“By extension, a reader for an admissions committee is likely to make different evaluations depending on the time of day he or she reads a given application…”
See, that’s just one quote I could use, but shows there’s a perpetual inclination to trust what you heard or read somewhere, try hard to reconstruct from that. We had a long runnng thread years ago that insisted if an adcom didn’t like your local sports team or your pizza, you were doomed. But these speculations do not uncover facts.
And you start at the wrong point. I.e., that all these great high school kids with high gpa, some titles, maybe an award, some cancer research, are in a solid competitive position, to begin with. You forget there is an app package to complete, your presentation of self. And more. You seemingly refuse to believe the kids you think have “merit” can do anything less than submit a perfectly competitive application. Sorry, they do not. They can ramble, go off topic, not understand what College X is about, reveal thinking issues, and more.

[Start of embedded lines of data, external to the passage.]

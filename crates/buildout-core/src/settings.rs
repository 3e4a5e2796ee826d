use crate::CoreError;
use buildout_config::{expand_tilde, ConfigResolver, Section};
use buildout_resolve::{parse_pin, Pins, ResolverPolicy};
use buildout_store::BuildoutLayout;
use std::path::{Path, PathBuf};
use tracing::debug;

/// Run-wide settings read once from the `[buildout]` section.
#[derive(Debug, Clone)]
pub struct BuildoutSettings {
    pub layout: BuildoutLayout,
    pub policy: ResolverPolicy,
    pub pins: Pins,
    pub parts: Vec<String>,
    pub develop: Vec<PathBuf>,
    pub find_links: Vec<String>,
    pub show_picked_versions: bool,
}

impl BuildoutSettings {
    pub fn from_config(config: &ConfigResolver) -> Result<Self, CoreError> {
        let buildout = config.buildout()?;
        let directory = PathBuf::from(buildout.require("directory")?);
        let dir_option = |key: &str| -> Result<PathBuf, CoreError> {
            Ok(absolute_in(&directory, &buildout.require(key)?))
        };

        let mut layout = BuildoutLayout::new(&directory);
        layout.parts_directory = dir_option("parts-directory")?;
        layout.bin_directory = dir_option("bin-directory")?;
        layout.eggs_directory = dir_option("eggs-directory")?;
        layout.develop_eggs_directory = dir_option("develop-eggs-directory")?;
        layout.installed_file = dir_option("installed")?;

        let policy = ResolverPolicy {
            prefer_final: buildout.get_bool("prefer-final", true)?,
            newest: buildout.get_bool("newest", true)?,
            offline: buildout.get_bool("offline", false)?,
            allow_picked_versions: buildout.get_bool("allow-picked-versions", true)?,
            use_dependency_links: buildout.get_bool("use-dependency-links", true)?,
            ..ResolverPolicy::default()
        };

        let develop = buildout
            .get_list("develop")?
            .iter()
            .map(|d| absolute_in(&directory, d))
            .collect();
        let find_links = buildout
            .get_list("find-links")?
            .into_iter()
            .map(|link| {
                if link.contains("://") {
                    link
                } else {
                    absolute_in(&directory, &link).to_string_lossy().into_owned()
                }
            })
            .collect();

        let versions = buildout.get_or("versions", "versions")?;
        let pins = if config.has_section(&versions) {
            read_pins(config.section(&versions)?)?
        } else {
            Pins::new()
        };

        Ok(Self {
            layout,
            policy,
            pins,
            parts: buildout.get_list("parts")?,
            develop,
            find_links,
            show_picked_versions: buildout.get_bool("show-picked-versions", false)?,
        })
    }
}

fn read_pins(section: Section<'_>) -> Result<Pins, CoreError> {
    let mut pins = Pins::new();
    for (project, value) in section.snapshot()? {
        let specs = parse_pin(&value)?;
        if !specs.is_empty() {
            debug!("pin {project} {value}");
            pins.insert(&project, specs);
        }
    }
    Ok(pins)
}

fn absolute_in(base: &Path, value: &str) -> PathBuf {
    let path = expand_tilde(value.trim());
    if path.is_absolute() {
        path
    } else {
        base.join(path)
    }
}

It doesn’t matter if a family is wealthy. Kids make the same patterns of mistakes. They start under-informed, assuming their own hs greatness makes them different. They take CC advice literally, to just be themselves. As If that’s the “it.”
This thread is not about that. It is about a cheating scandal.
Rather than succumb to the usual partial-facts/many assumptions about admissions, you should focus on trying to understand “what IS.”
And a big part of that is the fact coaches (and the general pull of recruiting) have too much power, imo and ime.The usual standards that expect or demand a kid present better than just the hs resume are set aside for athletic talents. A coach (or anyone) can present a kid as holding a trump card outside the usual holistic expectations. These accused families used that.
And so, whether rowing or sailing, or you-name-it, a big loophole was used in this scandal.
This is not about whether Georgetown told URI or URI asked. Or comparative prices or competition. We’ve gone over “sour grapes” enough. Some rich kids who apparently would not have qualified via the usual non-recruit process apparently got a major tip. And did it unethically and by making some facilitators wealthier.
They cheated the system that exists. If you want to debate the system that exists, you should look for more accurate info on what that actually is. And then go forward.